An example of modulations dominated by one or both of the compound tides in the M₂ group is Saint-Malo, France, whose spectrum was shown in Fig. 1. The two annual constituents (α₂,β₂ or MA₂, MB₂) are smaller, as the spectrum reveals, but are still too large to ignore. The total modulation, based on four constituents, is shown in Fig. 3. The amplitude clearly reveals the presence of a semiannual modulation, with a slow rise during the beginning of the year and then a rapid decay between July and October. The phase is dominated by the semiannual effect, with an annual contribution responsible for the September phase lag exceeding the earlier peak in March.

Figure 3 Similar to Fig. 2 but for Saint-Malo, France. The solid line is here based on demodulation of four tidal sidelines, the two annual constituents MA₂, MB₂, and the two compound constituents MSK₂, MKS₂. The latter dominate according to the spectrum shown in Fig. 1 and thus result in the clear semiannual modulation of the M₂ phase.

3.3 Annual climate modulations

Tide gauges with annual variations in M₂, and thus with sidelines dominated by MA₂ and/or MB₂, are easy to find. The case of Victoria was already noted (Müller et al., 2014), partly for having a second harmonic in its modulation. However, there are many tide gauges where only the annual modulation presents itself. A fair number can be found along the coast of Japan, even though M₂ itself is not especially large there. The example chosen here is in fact one of the largest modulations discovered anywhere: Chittagong, along the coast of Bangladesh. At that location the annual sea-level term, Sa, is also anomalously large, presumably reflecting large discharge from the Ganges. Several other nearby tide gauges, with somewhat smaller M₂ modulations, were studied by Tazkia et al. (2017).

Harmonic analysis of 11 years of hourly data (2008–2018) at Chittagong reveals astonishing large amplitudes for MA₂ and MB₂ of 15.5 and 10.1 cm, respectively, with the M₂ constituent at 171.6 cm. The resulting seasonal modulation is shown in Fig. 4. The monthly mean amplitudes range from 146 cm in February to a high of 195 cm in August. In comparison, the phase modulation is not very large, about 4^∘. The monthly mean phases appear slightly erratic and fit the demodulated curve only moderately well.

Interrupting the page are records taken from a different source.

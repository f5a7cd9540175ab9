//! Keyboard and touch input
//!
//! Movement follows held keys and touch buttons. Firing is edge-triggered:
//! each Space keydown (including key auto-repeat) or shoot-button tap queues
//! one shot attempt for the next tick, subject to the ship's cooldown.

use std::collections::HashSet;

use crate::sim::TickInput;

const LEFT_KEYS: [&str; 3] = ["ArrowLeft", "a", "A"];
const RIGHT_KEYS: [&str; 3] = ["ArrowRight", "d", "D"];
const FIRE_KEY: &str = " ";

/// On-screen touch controls
#[derive(Debug, Clone, Copy, PartialEq, Eq)]
pub enum TouchButton {
    Left,
    Right,
    Shoot,
}

/// Side effects of a keydown beyond the tick input
#[derive(Debug, Clone, Copy, PartialEq, Eq)]
pub enum KeyAction {
    None,
    /// Caller should prevent the browser default (page scroll on Space)
    Fire,
    TogglePause,
}

/// Accumulated input between ticks
#[derive(Debug, Default, Clone)]
pub struct InputState {
    held: HashSet<String>,
    touch_left: bool,
    touch_right: bool,
    fire_queued: bool,
}

impl InputState {
    pub fn new() -> Self {
        Self::default()
    }

    pub fn key_down(&mut self, key: &str) -> KeyAction {
        self.held.insert(key.to_string());
        match key {
            FIRE_KEY => {
                self.fire_queued = true;
                KeyAction::Fire
            }
            "p" | "P" => KeyAction::TogglePause,
            _ => KeyAction::None,
        }
    }

    pub fn key_up(&mut self, key: &str) {
        self.held.remove(key);
    }

    pub fn touch(&mut self, button: TouchButton, pressed: bool) {
        match button {
            TouchButton::Left => self.touch_left = pressed,
            TouchButton::Right => self.touch_right = pressed,
            TouchButton::Shoot => {
                if pressed {
                    self.fire_queued = true;
                }
            }
        }
    }

    /// Forget a shot queued while the session could not use it
    pub fn cancel_fire(&mut self) {
        self.fire_queued = false;
    }

    /// Drop everything held (window lost focus)
    pub fn release_all(&mut self) {
        self.held.clear();
        self.touch_left = false;
        self.touch_right = false;
        self.fire_queued = false;
    }

    fn any_held(&self, keys: &[&str]) -> bool {
        keys.iter().any(|key| self.held.contains(*key))
    }

    /// Snapshot for the next tick; consumes the queued shot
    pub fn take_tick_input(&mut self) -> TickInput {
        let input = TickInput {
            left: self.touch_left || self.any_held(&LEFT_KEYS),
            right: self.touch_right || self.any_held(&RIGHT_KEYS),
            fire: self.fire_queued,
        };
        self.fire_queued = false;
        input
    }
}
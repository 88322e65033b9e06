//! Template rendering
//!
//! A render pass takes the DOCX template and a flat context map and produces
//! a merged document. The context is rebuilt from the request for every pass,
//! never mutated in place.

pub mod context;
mod docx;

pub use docx::DocxRenderer;

use crate::error::Result;
use std::collections::BTreeMap;
use std::path::Path;

/// A single context value.
///
/// `Rich` is kept apart from `Str` because rich text carries embedded line
/// breaks that become `<w:br/>` runs in the document but plain text at the
/// logging boundary.
#[derive(Debug, Clone, PartialEq)]
pub enum Value {
    Str(String),
    Bool(bool),
    Rich(String),
    Seq(Vec<Value>),
    Map(BTreeMap<String, Value>),
}

impl Value {
    pub fn str(s: impl Into<String>) -> Self {
        Value::Str(s.into())
    }

    pub fn rich(s: impl Into<String>) -> Self {
        Value::Rich(s.into())
    }
}

/// Flat mapping from template field name to value. Ordered so that debug
/// output is stable.
pub type RenderContext = BTreeMap<String, Value>;

/// Merges a context into a template file, writing the result to `output`.
pub trait TemplateRenderer: Send + Sync {
    fn render(&self, template: &Path, context: &RenderContext, output: &Path) -> Result<()>;
}

/// Flatten a context into JSON for debug logging. Rich text loses its
/// document semantics here and is logged as plain text.
pub fn loggable(context: &RenderContext) -> serde_json::Value {
    fn convert(value: &Value) -> serde_json::Value {
        match value {
            Value::Str(s) | Value::Rich(s) => serde_json::Value::String(s.clone()),
            Value::Bool(b) => serde_json::Value::Bool(*b),
            Value::Seq(items) => serde_json::Value::Array(items.iter().map(convert).collect()),
            Value::Map(map) => serde_json::Value::Object(
                map.iter().map(|(k, v)| (k.clone(), convert(v))).collect(),
            ),
        }
    }

    serde_json::Value::Object(
        context
            .iter()
            .map(|(k, v)| (k.clone(), convert(v)))
            .collect(),
    )
}

#[cfg(test)]
mod tests {
    use super::*;

    #[test]
    fn loggable_flattens_rich_to_plain_text() {
        let mut context = RenderContext::new();
        context.insert("plain".into(), Value::str("a"));
        context.insert("rich".into(), Value::rich("line1\nline2"));
        context.insert("flag".into(), Value::Bool(true));

        let json = loggable(&context);
        assert_eq!(json["plain"], "a");
        assert_eq!(json["rich"], "line1\nline2");
        assert_eq!(json["flag"], true);
    }

    #[test]
    fn loggable_descends_into_sequences() {
        let mut row = BTreeMap::new();
        row.insert("id".to_string(), Value::rich("r1"));
        let mut context = RenderContext::new();
        context.insert("table_rows".into(), Value::Seq(vec![Value::Map(row)]));

        let json = loggable(&context);
        assert_eq!(json["table_rows"][0]["id"], "r1");
    }
}
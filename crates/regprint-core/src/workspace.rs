//! Per-request scratch directories
//!
//! Every generation request gets its own directory under the configured base
//! path. Nothing is shared between requests and nothing survives a request:
//! the workspace is destroyed after the PDF bytes have been read out, and
//! destruction is best-effort so a stubborn file never turns a finished
//! request into a failure.

use crate::error::{Error, Result};
use std::path::{Path, PathBuf};
use std::sync::atomic::{AtomicU64, Ordering};
use std::time::{SystemTime, UNIX_EPOCH};

// Disambiguates workspaces created within the same second by one process.
static WORKSPACE_SEQ: AtomicU64 = AtomicU64::new(0);

/// Creates uniquely named workspaces under a fixed base directory.
#[derive(Debug, Clone)]
pub struct WorkspaceManager {
    base_dir: PathBuf,
}

impl WorkspaceManager {
    pub fn new(base_dir: impl Into<PathBuf>) -> Self {
        Self {
            base_dir: base_dir.into(),
        }
    }

    pub fn base_dir(&self) -> &Path {
        &self.base_dir
    }

    /// Create a fresh workspace directory for one request.
    ///
    /// The name combines wall-clock seconds, the process id and a per-process
    /// counter, so concurrent requests never collide.
    pub fn create(&self) -> Result<Workspace> {
        let timestamp = SystemTime::now()
            .duration_since(UNIX_EPOCH)
            .map(|d| d.as_secs())
            .unwrap_or(0);
        let seq = WORKSPACE_SEQ.fetch_add(1, Ordering::Relaxed);
        let name = format!("regprint_{}_{}_{}", timestamp, std::process::id(), seq);
        let root = self.base_dir.join(name);

        std::fs::create_dir_all(&root).map_err(|e| {
            Error::Resource(format!(
                "cannot create workspace {}: {}",
                root.display(),
                e
            ))
        })?;

        Ok(Workspace { root })
    }
}

/// One request's scratch directory.
#[derive(Debug)]
pub struct Workspace {
    root: PathBuf,
}

impl Workspace {
    pub fn root(&self) -> &Path {
        &self.root
    }

    /// Where the rendered document is written. Both render passes reuse the
    /// same path; the second pass overwrites the first.
    pub fn document_path(&self) -> PathBuf {
        self.root.join("output.docx")
    }

    /// Where the converter leaves the PDF.
    pub fn pdf_path(&self) -> PathBuf {
        self.root.join("output.pdf")
    }

    /// Remove the workspace and everything in it.
    ///
    /// Read-only files are made writable first so converter droppings cannot
    /// block removal. Failures are logged and skipped; calling this twice is
    /// harmless.
    pub fn destroy(&self) {
        remove_tree(&self.root);
    }
}

fn remove_tree(path: &Path) {
    if !path.exists() {
        return;
    }

    force_writable(path);

    if path.is_dir() {
        match std::fs::read_dir(path) {
            Ok(entries) => {
                for entry in entries.flatten() {
                    remove_tree(&entry.path());
                }
            }
            Err(e) => {
                log::warn!("cannot list {} during cleanup: {}", path.display(), e);
            }
        }
        if let Err(e) = std::fs::remove_dir(path) {
            log::warn!("cannot remove directory {}: {}", path.display(), e);
        }
    } else if let Err(e) = std::fs::remove_file(path) {
        log::warn!("cannot remove file {}: {}", path.display(), e);
    }
}

fn force_writable(path: &Path) {
    if let Ok(metadata) = path.metadata() {
        let mut perms = metadata.permissions();
        if perms.readonly() {
            #[allow(clippy::permissions_set_readonly_false)]
            perms.set_readonly(false);
            let _ = std::fs::set_permissions(path, perms);
        }
    }
}

#[cfg(test)]
mod tests {
    use super::*;
    use std::collections::HashSet;

    #[test]
    fn creates_directory_under_base() {
        let base = tempfile::tempdir().unwrap();
        let manager = WorkspaceManager::new(base.path());

        let ws = manager.create().unwrap();
        assert!(ws.root().is_dir());
        assert!(ws.root().starts_with(base.path()));
        assert!(ws
            .root()
            .file_name()
            .unwrap()
            .to_string_lossy()
            .starts_with("regprint_"));
    }

    #[test]
    fn sibling_workspaces_are_unique() {
        let base = tempfile::tempdir().unwrap();
        let manager = WorkspaceManager::new(base.path());

        let mut roots = HashSet::new();
        for _ in 0..20 {
            let ws = manager.create().unwrap();
            assert!(roots.insert(ws.root().to_path_buf()));
        }
    }

    #[test]
    fn concurrent_workspaces_are_disjoint() {
        let base = tempfile::tempdir().unwrap();
        let manager = WorkspaceManager::new(base.path());

        let handles: Vec<_> = (0..8)
            .map(|_| {
                let manager = manager.clone();
                std::thread::spawn(move || {
                    (0..10)
                        .map(|_| manager.create().unwrap().root().to_path_buf())
                        .collect::<Vec<_>>()
                })
            })
            .collect();

        let mut roots = HashSet::new();
        for handle in handles {
            for root in handle.join().unwrap() {
                assert!(roots.insert(root));
            }
        }
        assert_eq!(roots.len(), 80);
    }

    #[test]
    fn destroy_removes_nested_content() {
        let base = tempfile::tempdir().unwrap();
        let ws = WorkspaceManager::new(base.path()).create().unwrap();

        let nested = ws.root().join("a/b");
        std::fs::create_dir_all(&nested).unwrap();
        std::fs::write(nested.join("out.pdf"), b"pdf").unwrap();

        ws.destroy();
        assert!(!ws.root().exists());
    }

    #[test]
    fn destroy_handles_readonly_files() {
        let base = tempfile::tempdir().unwrap();
        let ws = WorkspaceManager::new(base.path()).create().unwrap();

        let file = ws.root().join("locked.docx");
        std::fs::write(&file, b"x").unwrap();
        let mut perms = std::fs::metadata(&file).unwrap().permissions();
        perms.set_readonly(true);
        std::fs::set_permissions(&file, perms).unwrap();

        ws.destroy();
        assert!(!ws.root().exists());
    }

    #[test]
    fn destroy_is_idempotent() {
        let base = tempfile::tempdir().unwrap();
        let ws = WorkspaceManager::new(base.path()).create().unwrap();

        ws.destroy();
        ws.destroy();
        assert!(!ws.root().exists());
    }

    #[test]
    fn working_paths_live_in_workspace() {
        let base = tempfile::tempdir().unwrap();
        let ws = WorkspaceManager::new(base.path()).create().unwrap();

        assert_eq!(ws.document_path().parent().unwrap(), ws.root());
        assert_eq!(
            ws.pdf_path().file_name().unwrap().to_string_lossy(),
            "output.pdf"
        );
        ws.destroy();
    }
}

Figure 4 Similar to Fig. 2 but for Chittagong, along the coast of Bangladesh east of the Ganges Delta. The unusually pronounced modulation of the M₂ amplitude at this location mimics the usually large annual oscillation of sea level, both having a minimum in February and a maximum in July/August.

The large modulation in amplitude at this location closely mimics the large oscillation in annual sea level, which is minimum in February and maximum in July, with a mean range of 71 cm. Tazkia et al. (2017) developed a tide model for the region that explores this interdependence.

4 Conclusions

One indication of the variety of processes responsible for seasonal variability of the M₂ tide is the variety of different mechanisms generating spectral lines within the M₂ group: astronomical motions of the moon, frictional and other nonlinear interactions between tidal waves, and climate processes. The astronomical contribution is predictable given good long-term mean estimates of the M₂ constants; it is mostly a ±0.37^∘ modulation in phase, precisely double the solar perturbation in the moon's longitude arising from the “annual equation” of lunar theory. On the other hand, when a tide gauge is found to be affected by substantial seasonality in M₂, it usually arises from one or both of the constituents MA₂, MB₂. The variety of climate processes responsible for those two constituents – annual changes in stratification, sea level, ice cover, etc. – is where the real complication lies when attempting to understand seasonal variability.